2005–06 Quaid-e-Azam Trophy
- Dates: 16 October 2005 – 8 December 2005
- Administrator(s): Pakistan Cricket Board
- Cricket format: First-class
- Tournament format(s): Two division league; round-robin and finals
- Host(s): Pakistan
- Champions: Sialkot (1st title)
- Participants: 13
- Matches: 22 (Gold), 16 (Silver)
- Most runs: Saeed Anwar (574)
- Most wickets: Samiullah Khan (40)
- Official website: www.pcb.com.pk

= 2005–06 Quaid-e-Azam Trophy =

Cricket tournament

The 2005–06 Quaid-e-Azam Trophy was one of three first-class domestic cricket competitions that were held in Pakistan during the 2005–06 season. The Quaid-e-Azam Trophy was contested by thirteen teams representing regional associations; (Note: The top level of domestic cricket in Pakistan was historically played by teams representing regional cricket associations and departments, which were owned and run by corporations, institutions or government departments.) it was followed in the schedule by the Patron's Trophy Grade-I, contested by ten departmental teams, and the revived Pentangular Trophy, involving the top teams from each competition, later in the season.

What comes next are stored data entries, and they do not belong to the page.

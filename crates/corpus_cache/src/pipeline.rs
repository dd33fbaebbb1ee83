//! src/pipeline.rs
//!
//! One-shot transform of a raw corpus into a committed cache.
//!
//! ```text
//!   DataSource<RawDocument> ──chunk──▶ Encoder (rayon, per document)
//!                                         │
//!                                         ▼
//!                                MinSentenceFilter ──▶ CacheWriter ──commit──▶ cache_dir
//! ```
//!
//! The run is all-or-nothing: the first reader, encoder or write error aborts
//! it, the staging directory is deleted, and a previous cache at the target
//! (if any) stays as it was.

use crate::cache::{CacheWriter, CommitSummary};
use crate::config::WriterConfig;
use crate::dataset::DataSource;
use crate::document::{EncodedDocument, RawDocument};
use crate::encoder::{Encoder, MinSentenceFilter, SentenceTokenizer};
use crate::transform::Transform;
use anyhow::{ensure, Context, Result};
use rayon::prelude::*;
use std::path::Path;
use std::time::{Duration, Instant};
use tracing::{debug, info};

/// Counts from one pipeline run.
#[derive(Debug, Clone, PartialEq, Eq)]
pub struct PipelineReport {
    pub documents_read: usize,
    pub documents_kept: usize,
    pub documents_filtered: usize,
    /// Sentences across kept documents.
    pub sentences: usize,
    /// Token ids across kept documents.
    pub tokens: usize,
    pub segments: usize,
    pub elapsed: Duration,
}

/// Encodes, filters and persists a whole corpus.
///
/// # Example
/// ```ignore
/// let tokenizer = HfTokenizer::from_config(&EncoderConfig::pretrained("bert-base-cased"))?;
/// let pipeline = CorpusTransform::new(Encoder::new(tokenizer));
/// let report = pipeline.run(&JsonlSource::new("corpus.jsonl"), "cache_dir")?;
/// ```
pub struct CorpusTransform<T> {
    encoder: Encoder<T>,
    filter: MinSentenceFilter,
    writer_config: WriterConfig,
    chunk_size: usize,
    limit: Option<usize>,
}

impl<T: SentenceTokenizer> CorpusTransform<T> {
    pub fn new(encoder: Encoder<T>) -> Self {
        Self {
            encoder,
            filter: MinSentenceFilter::default(),
            writer_config: WriterConfig::default(),
            chunk_size: 256,
            limit: None,
        }
    }

    pub fn with_writer_config(mut self, config: WriterConfig) -> Self {
        self.writer_config = config;
        self
    }

    /// Documents handed to the parallel encoder at a time.
    pub fn with_chunk_size(mut self, chunk_size: usize) -> Self {
        self.chunk_size = chunk_size;
        self
    }

    /// Reads at most `limit` raw documents (useful for trial runs).
    pub fn with_limit(mut self, limit: Option<usize>) -> Self {
        self.limit = limit;
        self
    }

    /// Runs the pipeline from `source` into a new cache at `target`.
    pub fn run<S>(&self, source: &S, target: impl AsRef<Path>) -> Result<PipelineReport>
    where
        S: DataSource<RawDocument> + ?Sized,
    {
        ensure!(
            self.chunk_size > 0,
            "chunk_size must be > 0, but got chunk_size={}",
            self.chunk_size
        );
        let target = target.as_ref();
        let started = Instant::now();
        let stage = (&self.encoder).then(self.filter);

        let mut writer = CacheWriter::create(target, self.writer_config)?;
        let mut documents = source.stream()?;
        if let Some(limit) = self.limit {
            documents = Box::new(documents.take(limit));
        }

        let mut report = PipelineReport {
            documents_read: 0,
            documents_kept: 0,
            documents_filtered: 0,
            sentences: 0,
            tokens: 0,
            segments: 0,
            elapsed: Duration::ZERO,
        };
        let mut chunk: Vec<RawDocument> = Vec::with_capacity(self.chunk_size);

        loop {
            chunk.clear();
            for doc in documents.by_ref().take(self.chunk_size) {
                chunk.push(doc.context("Failed to read raw corpus")?);
            }
            if chunk.is_empty() {
                break;
            }
            if report.documents_read == 0 {
                debug!(document = ?chunk[0], "First raw document");
            }
            report.documents_read += chunk.len();

            let encoded: Vec<Option<EncodedDocument>> = chunk
                .par_drain(..)
                .map(|doc| {
                    let doc_id = doc.doc_id.clone();
                    stage
                        .apply(doc)
                        .with_context(|| format!("Failed to encode document '{}'", doc_id))
                })
                .collect::<Result<_>>()?;

            for doc in encoded {
                match doc {
                    Some(doc) => {
                        if report.documents_kept == 0 {
                            debug!(document = ?doc, "First encoded document");
                        }
                        report.documents_kept += 1;
                        report.sentences += doc.num_sentences();
                        report.tokens += doc.num_tokens();
                        writer.append(doc)?;
                    }
                    None => report.documents_filtered += 1,
                }
            }
            debug!(
                read = report.documents_read,
                kept = report.documents_kept,
                "Processed chunk"
            );
        }

        info!(
            before_filter = report.documents_read,
            after_filter = report.documents_kept,
            "Dropped single-sentence documents"
        );
        let CommitSummary { num_segments, .. } = writer.commit()?;
        report.segments = num_segments;
        report.elapsed = started.elapsed();
        info!(
            documents = report.documents_kept,
            sentences = report.sentences,
            tokens = report.tokens,
            segments = report.segments,
            seconds = report.elapsed.as_secs_f64(),
            "Corpus transform finished"
        );
        Ok(report)
    }
}
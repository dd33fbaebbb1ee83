//! Shared fixtures for the integration tests.
#![allow(dead_code)]

use corpus_cache::{
    CorpusTransform, Encoder, PipelineReport, RawDocument, SentenceTokenizer, WriterConfig,
};

use anyhow::Result;
use std::fs::File;
use std::io::{BufWriter, Write};
use std::path::{Path, PathBuf};

/// Whitespace tokenizer: `[CLS] word... [SEP]`, each word mapped to the sum
/// of its bytes offset past the special ids.
pub struct WhitespaceTokenizer;

pub const CLS: u32 = 1;
pub const SEP: u32 = 2;

impl WhitespaceTokenizer {
    pub fn encode(sentence: &str) -> Vec<u32> {
        let mut ids = vec![CLS];
        ids.extend(
            sentence
                .split_whitespace()
                .map(|word| 10 + word.bytes().map(u32::from).sum::<u32>()),
        );
        ids.push(SEP);
        ids
    }
}

impl SentenceTokenizer for WhitespaceTokenizer {
    fn encode_batch(&self, sentences: &[&str]) -> Result<Vec<Vec<u32>>> {
        Ok(sentences.iter().map(|s| Self::encode(s)).collect())
    }
}

/// A document with `sentences` sentences split over two paragraphs.
pub fn raw_doc(id: usize, sentences: usize) -> RawDocument {
    let all: Vec<String> = (0..sentences)
        .map(|s| format!("documento {id} frase {s}"))
        .collect();
    let (first, second) = all.split_at(sentences / 2);
    RawDocument::new(format!("doc-{id}"), vec![first.to_vec(), second.to_vec()])
}

/// Token ids the pipeline should store for `doc`.
pub fn expected_encoding(doc: &RawDocument) -> Vec<Vec<u32>> {
    doc.flat_sentences()
        .unwrap_or_default()
        .into_iter()
        .map(WhitespaceTokenizer::encode)
        .collect()
}

/// Writes `docs` as a JSON-lines corpus at `dir/corpus.jsonl`.
pub fn write_corpus(dir: &Path, docs: &[RawDocument]) -> Result<PathBuf> {
    let path = dir.join("corpus.jsonl");
    let mut out = BufWriter::new(File::create(&path)?);
    for doc in docs {
        serde_json::to_writer(&mut out, doc)?;
        writeln!(out)?;
    }
    out.flush()?;
    Ok(path)
}

/// Small segments and row groups so every test cache spans several of each.
pub fn small_writer_config() -> WriterConfig {
    WriterConfig {
        rows_per_segment: 10,
        rows_per_row_group: 4,
    }
}

/// Runs the whole pipeline over documents with the given sentence counts.
pub fn build_cache(
    target: &Path,
    sentence_counts: &[usize],
    config: WriterConfig,
) -> Result<(Vec<RawDocument>, PipelineReport)> {
    let docs: Vec<RawDocument> = sentence_counts
        .iter()
        .enumerate()
        .map(|(i, &n)| raw_doc(i, n))
        .collect();
    let corpus_dir = tempfile::TempDir::new()?;
    let corpus = write_corpus(corpus_dir.path(), &docs)?;
    let report = CorpusTransform::new(Encoder::new(WhitespaceTokenizer))
        .with_writer_config(config)
        .run(&corpus_cache::JsonlSource::new(corpus), target)?;
    Ok((docs, report))
}

/// A cache of `rows` documents, all of which survive the filter.
pub fn cache_with_rows(target: &Path, rows: usize) -> Result<Vec<RawDocument>> {
    let counts: Vec<usize> = (0..rows).map(|i| 2 + i % 4).collect();
    let (docs, _) = build_cache(target, &counts, small_writer_config())?;
    Ok(docs)
}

There were significant changes from the previous season as the Pakistan Cricket Board reorganised the competition into two divisions, with seven teams in the top "Gold League" and six teams in the second "Silver League"; matches in both leagues were accorded first-class status. Each division was played in a round-robin of 4-day matches, with a final played over 5 days between the top two teams to determine the winner. The winner of the Gold League final received the Quaid-e-Azam Trophy, and the winner of the Silver League final gained promotion to the Gold league for the following season, with the last placed team in the Gold League being relegated to the Silver League.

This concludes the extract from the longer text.